Each year since 2006, the Australian Institute of Criminology has conducted an online survey on behalf of the Australasian Consumer Fraud Taskforce (ACFT) to assess consumer fraud experiences of those who choose to participate. The surveys have sought responses from interested people between January and March each year, asking about their experiences in the preceding 12 months.
In 2010, 246 respondents participated and in 2011 this increased to 1,145—probably due to increased publicity of the survey during National Consumer Fraud Awareness Week from 7 to 11 March 2011. Although a higher percentage of respondents reported receiving a scam in 2011 (94.2% c/f 89.0% in 2010), the percentage that responded to the scam was lower (25.2% in 2011 c/f 29.3% in 2010). Similarly, fewer respondents reported a financial loss or loss of personal information as the result of a scam in 2011 compared to 2010.

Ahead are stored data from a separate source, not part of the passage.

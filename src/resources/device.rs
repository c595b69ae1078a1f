// SPDX-License-Identifier: Parity-7.0.0 OR PolyForm-Noncommercial-1.0.0

//! The public device wrapper.
//!
//! One [Device] per underlying device.  It owns the command-pool partition
//! and the scratch-buffer counters; everything else lives on the resources
//! and the allocator.

use std::collections::HashMap;
use std::sync::atomic::{AtomicU64, Ordering};
use std::sync::{Arc, Mutex};
use std::thread::ThreadId;

use crate::imp;
use crate::memory::{MemoryTypeTable, QueueCapabilities, QueueFamilyInfo};
use crate::resources::{QueueFamilySet, SharingMode};

/// Threading configuration, fixed at device construction.
#[derive(Debug, Clone, Copy, PartialEq, Eq)]
pub enum ThreadMode {
    /// Command pools are partitioned per `(queue family, thread)`, so any
    /// thread may issue staging transfers.  Shared state is mutex-guarded.
    MultiThreaded,
    /// The caller promises single-threaded use; one command pool per queue
    /// family.
    Exclusive,
}

#[derive(Debug, thiserror::Error)]
pub enum DeviceError {
    #[error("backend error: {0}")]
    Backend(#[from] imp::Error),
    #[error("no queue family supports {0}")]
    NoCapableQueue(&'static str),
    #[error("no memory type offers {0:?}")]
    NoMemoryType(crate::memory::MemoryFeatures),
}

#[derive(Debug, Clone, Copy, PartialEq, Eq, Hash)]
enum PoolKey {
    PerThread(u32, ThreadId),
    PerFamily(u32),
}

/// The device: oracle tables, queues, command pools, scratch accounting.
#[derive(Debug)]
pub struct Device {
    imp: imp::Device,
    thread_mode: ThreadMode,
    pools: Mutex<HashMap<PoolKey, Arc<imp::CommandPool>>>,
    scratch_live: AtomicU64,
    scratch_total: AtomicU64,
}

impl Device {
    pub fn new(
        entry_point: &crate::entry_point::EntryPoint,
        thread_mode: ThreadMode,
    ) -> Result<Arc<Device>, DeviceError> {
        let imp = imp::Device::new(entry_point.imp())?;
        logwise::info_sync!(
            "device ready, thread_mode {mode}",
            mode = logwise::privacy::LogIt(&thread_mode)
        );
        Ok(Arc::new(Device {
            imp,
            thread_mode,
            pools: Mutex::new(HashMap::new()),
            scratch_live: AtomicU64::new(0),
            scratch_total: AtomicU64::new(0),
        }))
    }

    #[cfg(feature = "backend_soft")]
    pub fn new_for_testing() -> Arc<Device> {
        Device::for_profile(imp::DeviceProfile::default(), ThreadMode::MultiThreaded)
    }

    /// A device over an explicit profile; tests shrink the heaps with this.
    #[cfg(feature = "backend_soft")]
    pub fn for_profile(profile: imp::DeviceProfile, thread_mode: ThreadMode) -> Arc<Device> {
        Arc::new(Device {
            imp: imp::Device::with_profile(profile),
            thread_mode,
            pools: Mutex::new(HashMap::new()),
            scratch_live: AtomicU64::new(0),
            scratch_total: AtomicU64::new(0),
        })
    }

    pub(crate) fn imp(&self) -> &imp::Device {
        &self.imp
    }

    pub fn thread_mode(&self) -> ThreadMode {
        self.thread_mode
    }

    pub fn memory_type_table(&self) -> &MemoryTypeTable {
        self.imp.memory_type_table()
    }

    pub fn queue_families(&self) -> &[QueueFamilyInfo] {
        self.imp.queue_families()
    }

    /// Page size for sparse resources on this device.
    pub fn sparse_page_size(&self) -> u64 {
        self.imp.sparse_block_size()
    }

    /// Bytes currently allocated from heap `heap`.
    pub fn heap_used(&self, heap: u32) -> u64 {
        self.imp.heap_used(heap)
    }

    /// One standalone heap block, for callers managing sparse page binds by
    /// hand.  Placement picks the first memory type offering `required`;
    /// blocks allocated for a batch go through [crate::allocator::Allocator]
    /// instead, which also scores candidates.
    pub fn allocate_block(
        &self,
        size: u64,
        required: crate::memory::MemoryFeatures,
        debug_label: &str,
    ) -> Result<Arc<crate::memory::HeapBlock>, DeviceError> {
        let table = self.memory_type_table();
        let mask = table.mask_satisfying(table.full_mask(), required);
        let type_index = mask
            .indices()
            .next()
            .ok_or(DeviceError::NoMemoryType(required))?;
        let features = table.type_at(type_index).features;
        let memory = self.imp.allocate_memory(type_index, size, None)?;
        Ok(crate::memory::HeapBlock::new(
            memory,
            type_index,
            features,
            size,
            None,
            debug_label.to_string(),
        ))
    }

    /// The command pool for `family` on the calling thread (per-thread
    /// partition under [ThreadMode::MultiThreaded]).
    pub(crate) fn command_pool(&self, family: u32) -> Result<Arc<imp::CommandPool>, DeviceError> {
        let key = match self.thread_mode {
            ThreadMode::MultiThreaded => PoolKey::PerThread(family, std::thread::current().id()),
            ThreadMode::Exclusive => PoolKey::PerFamily(family),
        };
        let mut pools = self.pools.lock().unwrap();
        if let Some(pool) = pools.get(&key) {
            return Ok(pool.clone());
        }
        let pool = Arc::new(self.imp.create_command_pool(family)?);
        pools.insert(key, pool.clone());
        Ok(pool)
    }

    pub(crate) fn queue(&self, family: u32) -> Result<imp::Queue, DeviceError> {
        Ok(self.imp.queue(family)?)
    }

    /// A queue that can receive sparse-bind submissions.
    pub(crate) fn sparse_queue(&self) -> Result<imp::Queue, DeviceError> {
        let family = self
            .queue_families()
            .iter()
            .find(|f| f.capabilities.contains(QueueCapabilities::SPARSE_BIND))
            .ok_or(DeviceError::NoCapableQueue("sparse binding"))?;
        self.queue(family.index)
    }

    /// The queue for a staging transfer against a resource declared with
    /// `families` and `sharing`.  Exclusive sharing pins the transfer to the
    /// declared family; concurrent sharing picks the cheapest transfer-capable
    /// family: transfer-only, then compute, then universal.
    pub(crate) fn transfer_queue(
        &self,
        families: &QueueFamilySet,
        sharing: SharingMode,
    ) -> Result<imp::Queue, DeviceError> {
        let all = self.queue_families();
        let declared: Vec<&QueueFamilyInfo> = if families.is_empty() {
            all.iter().collect()
        } else {
            all.iter().filter(|f| families.contains(f.index)).collect()
        };
        if sharing == SharingMode::Exclusive {
            let family = declared
                .first()
                .ok_or(DeviceError::NoCapableQueue("transfer"))?;
            return self.queue(family.index);
        }
        let rank = |f: &QueueFamilyInfo| {
            let caps = f.capabilities;
            if !caps.contains(QueueCapabilities::TRANSFER) {
                3
            } else if !caps.contains(QueueCapabilities::GRAPHICS)
                && !caps.contains(QueueCapabilities::COMPUTE)
            {
                0
            } else if !caps.contains(QueueCapabilities::GRAPHICS) {
                1
            } else {
                2
            }
        };
        let family = declared
            .into_iter()
            .filter(|f| f.capabilities.contains(QueueCapabilities::TRANSFER))
            .min_by_key(|f| rank(f))
            .ok_or(DeviceError::NoCapableQueue("transfer"))?;
        self.queue(family.index)
    }

    pub(crate) fn note_scratch_created(&self) {
        self.scratch_live.fetch_add(1, Ordering::Relaxed);
        self.scratch_total.fetch_add(1, Ordering::Relaxed);
    }

    pub(crate) fn note_scratch_released(&self) {
        self.scratch_live.fetch_sub(1, Ordering::Relaxed);
    }

    /// Scratch staging buffers currently alive.
    pub fn scratch_live(&self) -> u64 {
        self.scratch_live.load(Ordering::Relaxed)
    }

    /// Scratch staging buffers ever created on this device.
    pub fn scratch_allocated_total(&self) -> u64 {
        self.scratch_total.load(Ordering::Relaxed)
    }
}

#[cfg(all(test, feature = "backend_soft"))]
mod tests {
    use super::*;

    #[test]
    fn transfer_queue_prefers_dedicated_transfer() {
        let device = Device::new_for_testing();
        let queue = device
            .transfer_queue(&QueueFamilySet::default(), SharingMode::Concurrent)
            .unwrap();
        assert_eq!(queue.family_index(), 2);
    }

    #[test]
    fn exclusive_sharing_uses_declared_family() {
        let device = Device::new_for_testing();
        let queue = device
            .transfer_queue(&QueueFamilySet::new(vec![1]), SharingMode::Exclusive)
            .unwrap();
        assert_eq!(queue.family_index(), 1);
    }

    #[test]
    fn command_pools_partition_per_thread() {
        let device = Device::new_for_testing();
        let here = device.command_pool(0).unwrap();
        let here_again = device.command_pool(0).unwrap();
        assert!(Arc::ptr_eq(&here, &here_again));
        let elsewhere = std::thread::scope(|scope| {
            scope.spawn(|| device.command_pool(0).unwrap()).join().unwrap()
        });
        assert!(!Arc::ptr_eq(&here, &elsewhere));
    }
}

In 2011 almost 60 per cent of respondents were female, and the largest age category of respondents was 45–54 years. The highest proportion of respondents came from New South Wales. In relation to people who responded to scams, lottery scams have been the most prevalent scam type each year since 2008, with 90 individuals responding to these invitations in 2011 (31% of all those who responded to any scams).
Source: Australian Institute of Criminology, 2010 ACFT Survey; 2011 ACFT Survey [computer files]
- Lindley J, Smith R G & Bricknell S. 2012. ‘Consumer fraud: age and risk of victimisation’ Trends and Issues in Crime and Criminal Justice, Forthcoming, Australian Institute of Criminology, Canberra.